PROBLEM >> Below are records; how many of their lines contain "buffer"? Reply with the number and no other words.

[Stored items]
■ ■ ■

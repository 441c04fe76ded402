use std::sync::Arc;
use std::vec;

use serde::Serialize;
use tracing::{info, warn};
use uuid::Uuid;

use crate::error::{Error, Result};
use crate::store::Store;
use crate::types::{Page, PageRevision, Stamp};

const DEFAULT_BATCH_SIZE: usize = 100;

/// The page after a restore, plus the snapshot of what it held just before.
#[derive(Debug, Clone, Serialize)]
pub struct RestoredRevision {
    pub page: Page,
    pub backup: PageRevision,
}

pub struct RevisionManager {
    store: Arc<dyn Store>,
}

impl RevisionManager {
    pub fn new(store: Arc<dyn Store>) -> Self {
        Self { store }
    }

    /// Records the page's current summary, content and properties as the next
    /// version. Snapshots are only taken when asked for.
    pub fn snapshot_page(&self, page_id: &str, editor: Option<&str>) -> Result<PageRevision> {
        let revision = retry_once_on_conflict(|| {
            self.store
                .create_revision(page_id, &Uuid::new_v4().to_string(), &Stamp::now(editor))
        })?;
        info!("Recorded version {} of page {}", revision.version, page_id);
        Ok(revision)
    }

    pub fn get_revision(&self, id: &str) -> Result<PageRevision> {
        self.store
            .get_revision(id)?
            .ok_or_else(|| Error::not_found("revision", id))
    }

    /// Full history of a page in ascending version order. Nothing is read
    /// until the history is iterated.
    pub fn list_revisions(&self, page_id: &str) -> Result<RevisionHistory> {
        if self.store.get_page(page_id)?.is_none() {
            return Err(Error::not_found("page", page_id));
        }
        Ok(RevisionHistory {
            store: Arc::clone(&self.store),
            page_id: page_id.to_string(),
            batch_size: DEFAULT_BATCH_SIZE,
        })
    }

    /// One page of history: versions strictly greater than `after_version`.
    pub fn list_revisions_after(
        &self,
        page_id: &str,
        after_version: i64,
        limit: usize,
    ) -> Result<Vec<PageRevision>> {
        if self.store.get_page(page_id)?.is_none() {
            return Err(Error::not_found("page", page_id));
        }
        self.store.list_revisions(page_id, after_version, limit)
    }

    /// Brings a page back to an earlier revision. The live state is first
    /// recorded as a new version, so a restore can itself be undone.
    pub fn restore_revision(
        &self,
        revision_id: &str,
        editor: Option<&str>,
    ) -> Result<RestoredRevision> {
        let (page, backup) = retry_once_on_conflict(|| {
            self.store.restore_revision(
                revision_id,
                &Uuid::new_v4().to_string(),
                &Stamp::now(editor),
            )
        })?;
        info!(
            "Restored page {} from revision {} (backup version {})",
            page.id, revision_id, backup.version
        );
        Ok(RestoredRevision { page, backup })
    }
}

/// A concurrent snapshot may claim the version number between our read and
/// insert. The store refuses the duplicate, and a second attempt sees the new
/// maximum.
fn retry_once_on_conflict<T>(mut op: impl FnMut() -> Result<T>) -> Result<T> {
    match op() {
        Err(Error::Conflict(msg)) => {
            warn!("Retrying after version conflict: {}", msg);
            op()
        }
        other => other,
    }
}

/// Lazily paged revision history for one page.
pub struct RevisionHistory {
    store: Arc<dyn Store>,
    page_id: String,
    batch_size: usize,
}

impl RevisionHistory {
    #[must_use]
    pub fn with_batch_size(mut self, batch_size: usize) -> Self {
        self.batch_size = batch_size.max(1);
        self
    }

    pub fn page_id(&self) -> &str {
        &self.page_id
    }

    /// Starts a fresh pass over the history. Each call re-reads the store.
    pub fn iter(&self) -> RevisionIter<'_> {
        self.iter_after(0)
    }

    /// Resumes after a version seen in an earlier pass.
    pub fn iter_after(&self, version: i64) -> RevisionIter<'_> {
        RevisionIter {
            history: self,
            after_version: version,
            buffer: Vec::new().into_iter(),
            exhausted: false,
        }
    }
}

impl<'a> IntoIterator for &'a RevisionHistory {
    type Item = Result<PageRevision>;
    type IntoIter = RevisionIter<'a>;

    fn into_iter(self) -> Self::IntoIter {
        self.iter()
    }
}

pub struct RevisionIter<'a> {
    history: &'a RevisionHistory,
    after_version: i64,
    buffer: vec::IntoIter<PageRevision>,
    exhausted: bool,
}

impl RevisionIter<'_> {
    fn fill(&mut self) -> Result<()> {
        let batch = self.history.store.list_revisions(
            &self.history.page_id,
            self.after_version,
            self.history.batch_size,
        )?;
        if batch.len() < self.history.batch_size {
            self.exhausted = true;
        }
        self.buffer = batch.into_iter();
        Ok(())
    }
}

impl Iterator for RevisionIter<'_> {
    type Item = Result<PageRevision>;

    fn next(&mut self) -> Option<Self::Item> {
        loop {
            if let Some(revision) = self.buffer.next() {
                self.after_version = revision.version;
                return Some(Ok(revision));
            }
            if self.exhausted {
                return None;
            }
            if let Err(e) = self.fill() {
                self.exhausted = true;
                return Some(Err(e));
            }
        }
    }
}
mod access;
mod folders;
mod pages;
mod revisions;

use std::sync::Arc;

use axum::{
    Router,
    routing::{get, post, put},
};

use crate::server::AppState;

pub fn workspace_router() -> Router<Arc<AppState>> {
    Router::new()
        // Folders (hierarchical)
        .route(
            "/folders",
            get(folders::list_folders).post(folders::create_folder),
        )
        .route(
            "/folders/{id}",
            get(folders::get_folder)
                .patch(folders::update_folder)
                .delete(folders::delete_folder),
        )
        .route("/folders/{id}/move", post(folders::move_folder))
        .route("/folders/{id}/archive", put(folders::archive_folder))
        // Pages
        .route("/pages", get(pages::list_pages).post(pages::create_page))
        .route("/pages/by-slug/{slug}", get(pages::get_page_by_slug))
        .route(
            "/pages/{id}",
            get(pages::get_page)
                .patch(pages::update_page)
                .delete(pages::delete_page),
        )
        .route("/pages/{id}/children", get(pages::list_child_pages))
        .route("/pages/{id}/move", post(pages::move_page))
        .route("/pages/{id}/publish", post(pages::publish_page))
        .route("/pages/{id}/archive", put(pages::archive_page))
        .route("/pages/{id}/favorite", put(pages::favorite_page))
        // Revisions (append-only)
        .route(
            "/pages/{id}/revisions",
            get(revisions::list_revisions).post(revisions::create_revision),
        )
        .route("/revisions/{id}", get(revisions::get_revision))
        .route("/revisions/{id}/restore", post(revisions::restore_revision))
}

■ ■ ■

RESPONSE BOX >> 4